── Exercise input

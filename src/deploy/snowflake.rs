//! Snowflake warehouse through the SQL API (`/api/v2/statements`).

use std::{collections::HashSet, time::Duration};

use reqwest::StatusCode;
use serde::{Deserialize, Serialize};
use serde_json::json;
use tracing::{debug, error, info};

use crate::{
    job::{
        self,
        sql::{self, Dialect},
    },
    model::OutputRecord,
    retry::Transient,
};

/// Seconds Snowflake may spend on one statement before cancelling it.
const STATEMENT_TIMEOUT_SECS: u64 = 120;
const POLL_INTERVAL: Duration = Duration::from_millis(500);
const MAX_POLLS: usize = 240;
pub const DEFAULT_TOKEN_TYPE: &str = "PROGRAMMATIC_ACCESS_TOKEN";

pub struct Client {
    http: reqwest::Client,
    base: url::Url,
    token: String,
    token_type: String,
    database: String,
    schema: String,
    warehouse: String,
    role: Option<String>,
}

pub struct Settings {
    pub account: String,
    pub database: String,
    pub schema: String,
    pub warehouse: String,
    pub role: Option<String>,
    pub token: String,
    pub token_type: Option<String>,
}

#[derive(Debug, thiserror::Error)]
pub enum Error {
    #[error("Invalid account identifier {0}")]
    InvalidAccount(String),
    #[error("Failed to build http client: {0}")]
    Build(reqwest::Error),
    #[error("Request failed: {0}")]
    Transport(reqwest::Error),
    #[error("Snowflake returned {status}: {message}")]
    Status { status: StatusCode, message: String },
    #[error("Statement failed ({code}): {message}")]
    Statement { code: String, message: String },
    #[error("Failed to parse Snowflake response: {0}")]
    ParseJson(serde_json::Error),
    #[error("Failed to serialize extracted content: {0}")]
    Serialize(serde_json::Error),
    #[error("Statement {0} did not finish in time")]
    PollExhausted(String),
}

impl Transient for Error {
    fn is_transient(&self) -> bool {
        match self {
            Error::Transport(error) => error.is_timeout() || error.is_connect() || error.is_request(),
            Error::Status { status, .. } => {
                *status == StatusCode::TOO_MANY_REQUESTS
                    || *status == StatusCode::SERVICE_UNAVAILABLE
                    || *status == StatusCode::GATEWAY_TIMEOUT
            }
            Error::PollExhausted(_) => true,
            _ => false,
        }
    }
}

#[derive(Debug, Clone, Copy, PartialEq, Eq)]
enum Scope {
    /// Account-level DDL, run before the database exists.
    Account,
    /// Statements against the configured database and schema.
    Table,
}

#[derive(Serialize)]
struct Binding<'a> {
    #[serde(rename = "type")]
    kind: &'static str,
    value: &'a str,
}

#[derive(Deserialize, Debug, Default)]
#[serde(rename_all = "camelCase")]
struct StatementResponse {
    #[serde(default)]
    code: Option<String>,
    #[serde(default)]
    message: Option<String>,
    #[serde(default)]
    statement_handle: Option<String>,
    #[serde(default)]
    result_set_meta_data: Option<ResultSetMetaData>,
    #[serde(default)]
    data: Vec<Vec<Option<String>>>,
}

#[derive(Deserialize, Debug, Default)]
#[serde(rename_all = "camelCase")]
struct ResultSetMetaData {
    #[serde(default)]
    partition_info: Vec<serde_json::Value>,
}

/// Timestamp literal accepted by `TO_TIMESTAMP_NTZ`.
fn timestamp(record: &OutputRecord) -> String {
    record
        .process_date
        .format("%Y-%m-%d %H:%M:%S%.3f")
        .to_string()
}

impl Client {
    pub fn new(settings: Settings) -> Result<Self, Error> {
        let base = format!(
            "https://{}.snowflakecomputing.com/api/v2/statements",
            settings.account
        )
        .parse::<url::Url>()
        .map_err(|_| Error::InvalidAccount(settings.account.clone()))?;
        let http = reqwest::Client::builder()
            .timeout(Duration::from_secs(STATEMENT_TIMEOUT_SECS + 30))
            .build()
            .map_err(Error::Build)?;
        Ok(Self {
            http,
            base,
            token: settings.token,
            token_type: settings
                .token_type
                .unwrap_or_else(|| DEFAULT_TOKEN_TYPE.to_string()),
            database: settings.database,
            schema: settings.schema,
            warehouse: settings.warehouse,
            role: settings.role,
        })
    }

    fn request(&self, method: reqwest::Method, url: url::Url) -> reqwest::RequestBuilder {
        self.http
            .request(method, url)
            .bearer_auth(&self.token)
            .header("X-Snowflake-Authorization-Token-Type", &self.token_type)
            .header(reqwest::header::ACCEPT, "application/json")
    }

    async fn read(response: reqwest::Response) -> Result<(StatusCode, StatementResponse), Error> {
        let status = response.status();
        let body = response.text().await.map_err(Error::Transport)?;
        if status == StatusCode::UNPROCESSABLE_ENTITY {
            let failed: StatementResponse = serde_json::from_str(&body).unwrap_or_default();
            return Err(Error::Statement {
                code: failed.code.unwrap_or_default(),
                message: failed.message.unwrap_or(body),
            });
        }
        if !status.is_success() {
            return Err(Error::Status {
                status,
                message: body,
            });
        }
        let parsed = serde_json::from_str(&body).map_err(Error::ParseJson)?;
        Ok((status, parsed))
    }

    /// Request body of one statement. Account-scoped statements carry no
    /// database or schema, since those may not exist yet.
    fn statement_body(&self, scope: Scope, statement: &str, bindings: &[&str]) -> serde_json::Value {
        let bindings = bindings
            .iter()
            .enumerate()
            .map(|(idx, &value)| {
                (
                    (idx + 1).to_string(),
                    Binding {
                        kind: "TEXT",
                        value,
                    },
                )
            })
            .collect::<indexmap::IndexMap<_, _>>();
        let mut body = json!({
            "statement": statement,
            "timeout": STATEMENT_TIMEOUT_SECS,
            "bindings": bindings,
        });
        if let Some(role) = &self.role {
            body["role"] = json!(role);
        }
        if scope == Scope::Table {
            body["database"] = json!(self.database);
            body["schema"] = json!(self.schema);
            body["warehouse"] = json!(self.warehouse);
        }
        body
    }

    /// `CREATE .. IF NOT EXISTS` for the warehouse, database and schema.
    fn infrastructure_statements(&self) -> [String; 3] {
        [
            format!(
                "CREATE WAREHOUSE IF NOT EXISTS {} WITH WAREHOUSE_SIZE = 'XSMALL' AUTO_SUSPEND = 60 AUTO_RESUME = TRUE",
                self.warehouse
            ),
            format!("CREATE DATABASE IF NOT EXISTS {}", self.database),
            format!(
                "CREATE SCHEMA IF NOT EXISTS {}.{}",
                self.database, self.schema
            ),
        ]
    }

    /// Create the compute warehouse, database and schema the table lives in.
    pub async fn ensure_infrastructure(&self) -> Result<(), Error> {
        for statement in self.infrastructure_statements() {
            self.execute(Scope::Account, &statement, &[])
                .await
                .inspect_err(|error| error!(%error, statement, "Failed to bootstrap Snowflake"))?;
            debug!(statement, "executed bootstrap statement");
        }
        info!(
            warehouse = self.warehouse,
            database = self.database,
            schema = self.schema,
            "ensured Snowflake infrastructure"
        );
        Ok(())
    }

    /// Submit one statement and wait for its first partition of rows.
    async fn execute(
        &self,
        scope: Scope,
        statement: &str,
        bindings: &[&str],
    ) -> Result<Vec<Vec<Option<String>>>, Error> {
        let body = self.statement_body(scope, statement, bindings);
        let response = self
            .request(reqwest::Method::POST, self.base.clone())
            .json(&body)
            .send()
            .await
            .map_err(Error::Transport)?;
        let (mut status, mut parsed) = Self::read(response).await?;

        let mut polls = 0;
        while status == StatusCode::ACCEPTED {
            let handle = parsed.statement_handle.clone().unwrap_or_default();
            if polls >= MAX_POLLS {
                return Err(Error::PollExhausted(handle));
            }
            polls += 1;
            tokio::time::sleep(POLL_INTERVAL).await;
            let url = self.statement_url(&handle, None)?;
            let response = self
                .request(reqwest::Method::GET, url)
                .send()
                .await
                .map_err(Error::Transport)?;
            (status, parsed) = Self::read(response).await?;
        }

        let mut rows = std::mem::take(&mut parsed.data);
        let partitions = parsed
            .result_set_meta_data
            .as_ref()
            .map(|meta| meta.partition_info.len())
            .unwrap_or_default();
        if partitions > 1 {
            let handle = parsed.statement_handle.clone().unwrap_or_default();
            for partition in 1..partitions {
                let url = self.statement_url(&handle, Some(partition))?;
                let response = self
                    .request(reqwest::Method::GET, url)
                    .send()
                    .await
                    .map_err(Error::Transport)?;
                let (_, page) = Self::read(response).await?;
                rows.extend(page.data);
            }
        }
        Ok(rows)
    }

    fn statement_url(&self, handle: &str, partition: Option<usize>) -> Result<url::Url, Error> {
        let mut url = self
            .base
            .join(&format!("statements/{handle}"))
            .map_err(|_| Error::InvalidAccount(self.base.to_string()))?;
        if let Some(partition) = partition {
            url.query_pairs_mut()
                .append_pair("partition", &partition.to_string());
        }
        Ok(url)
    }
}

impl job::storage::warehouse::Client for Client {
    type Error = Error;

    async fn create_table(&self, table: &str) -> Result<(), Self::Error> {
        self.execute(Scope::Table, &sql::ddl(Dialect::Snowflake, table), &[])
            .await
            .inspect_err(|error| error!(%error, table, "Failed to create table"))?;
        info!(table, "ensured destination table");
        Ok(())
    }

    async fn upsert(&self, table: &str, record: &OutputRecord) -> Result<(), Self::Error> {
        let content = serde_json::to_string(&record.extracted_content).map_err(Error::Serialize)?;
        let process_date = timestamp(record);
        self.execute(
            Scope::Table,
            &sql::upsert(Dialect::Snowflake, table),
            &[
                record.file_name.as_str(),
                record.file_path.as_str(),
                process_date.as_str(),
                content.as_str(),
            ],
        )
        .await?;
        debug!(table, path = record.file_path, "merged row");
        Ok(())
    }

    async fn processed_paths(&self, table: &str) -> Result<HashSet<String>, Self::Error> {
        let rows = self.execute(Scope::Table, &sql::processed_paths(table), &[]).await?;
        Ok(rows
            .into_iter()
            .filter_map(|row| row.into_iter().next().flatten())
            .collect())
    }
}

────
── Exercise input

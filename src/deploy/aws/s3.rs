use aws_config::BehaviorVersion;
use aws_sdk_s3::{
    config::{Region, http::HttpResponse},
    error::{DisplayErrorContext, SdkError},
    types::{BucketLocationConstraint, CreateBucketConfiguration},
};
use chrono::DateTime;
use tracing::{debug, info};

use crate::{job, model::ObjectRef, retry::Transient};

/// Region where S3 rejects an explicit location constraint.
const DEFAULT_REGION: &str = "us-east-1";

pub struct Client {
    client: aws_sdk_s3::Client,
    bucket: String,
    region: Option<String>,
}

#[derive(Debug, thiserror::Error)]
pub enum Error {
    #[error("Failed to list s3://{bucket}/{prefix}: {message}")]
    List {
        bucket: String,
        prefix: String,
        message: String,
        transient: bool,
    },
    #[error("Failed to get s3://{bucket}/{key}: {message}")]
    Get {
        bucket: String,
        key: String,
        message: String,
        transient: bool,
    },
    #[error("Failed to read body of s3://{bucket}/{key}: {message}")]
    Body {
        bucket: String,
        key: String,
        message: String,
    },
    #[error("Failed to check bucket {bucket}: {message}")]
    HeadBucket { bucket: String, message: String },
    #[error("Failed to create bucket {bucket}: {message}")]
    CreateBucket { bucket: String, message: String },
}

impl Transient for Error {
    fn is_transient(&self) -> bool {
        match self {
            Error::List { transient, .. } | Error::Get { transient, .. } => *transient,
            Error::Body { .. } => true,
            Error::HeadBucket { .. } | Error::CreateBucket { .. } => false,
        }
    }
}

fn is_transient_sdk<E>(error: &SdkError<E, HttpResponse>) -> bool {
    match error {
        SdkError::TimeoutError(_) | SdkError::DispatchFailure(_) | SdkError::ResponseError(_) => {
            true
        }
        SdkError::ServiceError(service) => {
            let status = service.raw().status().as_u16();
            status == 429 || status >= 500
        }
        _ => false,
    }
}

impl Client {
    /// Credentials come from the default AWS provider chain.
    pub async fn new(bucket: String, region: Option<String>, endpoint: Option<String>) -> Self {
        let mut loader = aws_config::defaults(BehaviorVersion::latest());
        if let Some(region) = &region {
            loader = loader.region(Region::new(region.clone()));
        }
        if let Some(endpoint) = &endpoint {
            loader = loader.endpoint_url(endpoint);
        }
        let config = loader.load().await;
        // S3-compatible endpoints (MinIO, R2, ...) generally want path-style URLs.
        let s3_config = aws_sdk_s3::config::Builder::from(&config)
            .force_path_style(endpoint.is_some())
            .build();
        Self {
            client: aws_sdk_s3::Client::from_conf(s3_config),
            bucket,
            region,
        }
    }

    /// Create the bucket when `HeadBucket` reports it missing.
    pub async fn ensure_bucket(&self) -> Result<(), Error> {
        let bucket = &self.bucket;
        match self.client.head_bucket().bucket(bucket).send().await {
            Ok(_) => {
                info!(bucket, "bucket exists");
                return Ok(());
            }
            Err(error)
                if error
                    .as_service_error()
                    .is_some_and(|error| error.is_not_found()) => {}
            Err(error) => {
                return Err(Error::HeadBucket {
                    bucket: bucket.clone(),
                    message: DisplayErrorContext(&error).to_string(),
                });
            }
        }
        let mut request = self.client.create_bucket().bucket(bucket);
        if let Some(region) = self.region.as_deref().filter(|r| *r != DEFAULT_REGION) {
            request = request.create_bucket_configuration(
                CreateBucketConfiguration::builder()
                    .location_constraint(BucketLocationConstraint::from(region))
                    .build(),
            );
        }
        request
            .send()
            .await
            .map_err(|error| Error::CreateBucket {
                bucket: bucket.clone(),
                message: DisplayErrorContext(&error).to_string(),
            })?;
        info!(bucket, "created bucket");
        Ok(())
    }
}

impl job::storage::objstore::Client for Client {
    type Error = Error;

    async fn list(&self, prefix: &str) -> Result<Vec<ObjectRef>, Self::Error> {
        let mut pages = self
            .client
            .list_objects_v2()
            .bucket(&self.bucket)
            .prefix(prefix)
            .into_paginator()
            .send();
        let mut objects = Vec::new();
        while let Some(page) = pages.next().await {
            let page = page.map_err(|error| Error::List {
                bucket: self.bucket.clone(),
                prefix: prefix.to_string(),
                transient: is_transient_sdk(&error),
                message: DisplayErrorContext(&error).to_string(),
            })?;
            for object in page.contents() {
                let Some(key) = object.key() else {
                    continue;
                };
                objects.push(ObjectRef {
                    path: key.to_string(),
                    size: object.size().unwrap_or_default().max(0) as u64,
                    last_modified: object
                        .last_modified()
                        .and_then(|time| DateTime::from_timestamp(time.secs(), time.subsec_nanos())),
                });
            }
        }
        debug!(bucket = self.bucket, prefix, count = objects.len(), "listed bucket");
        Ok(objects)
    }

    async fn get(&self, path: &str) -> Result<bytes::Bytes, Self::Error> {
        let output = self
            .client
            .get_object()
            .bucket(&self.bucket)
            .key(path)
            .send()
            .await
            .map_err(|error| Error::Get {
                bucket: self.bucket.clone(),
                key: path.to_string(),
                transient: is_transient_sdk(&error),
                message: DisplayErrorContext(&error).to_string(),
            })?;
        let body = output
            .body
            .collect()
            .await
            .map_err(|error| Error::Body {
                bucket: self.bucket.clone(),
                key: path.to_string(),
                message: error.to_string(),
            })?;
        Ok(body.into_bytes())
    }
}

────

What the task asks: State the number of lines in the records that include the string "HashSet", without any other words.

Solution for this exercise: 2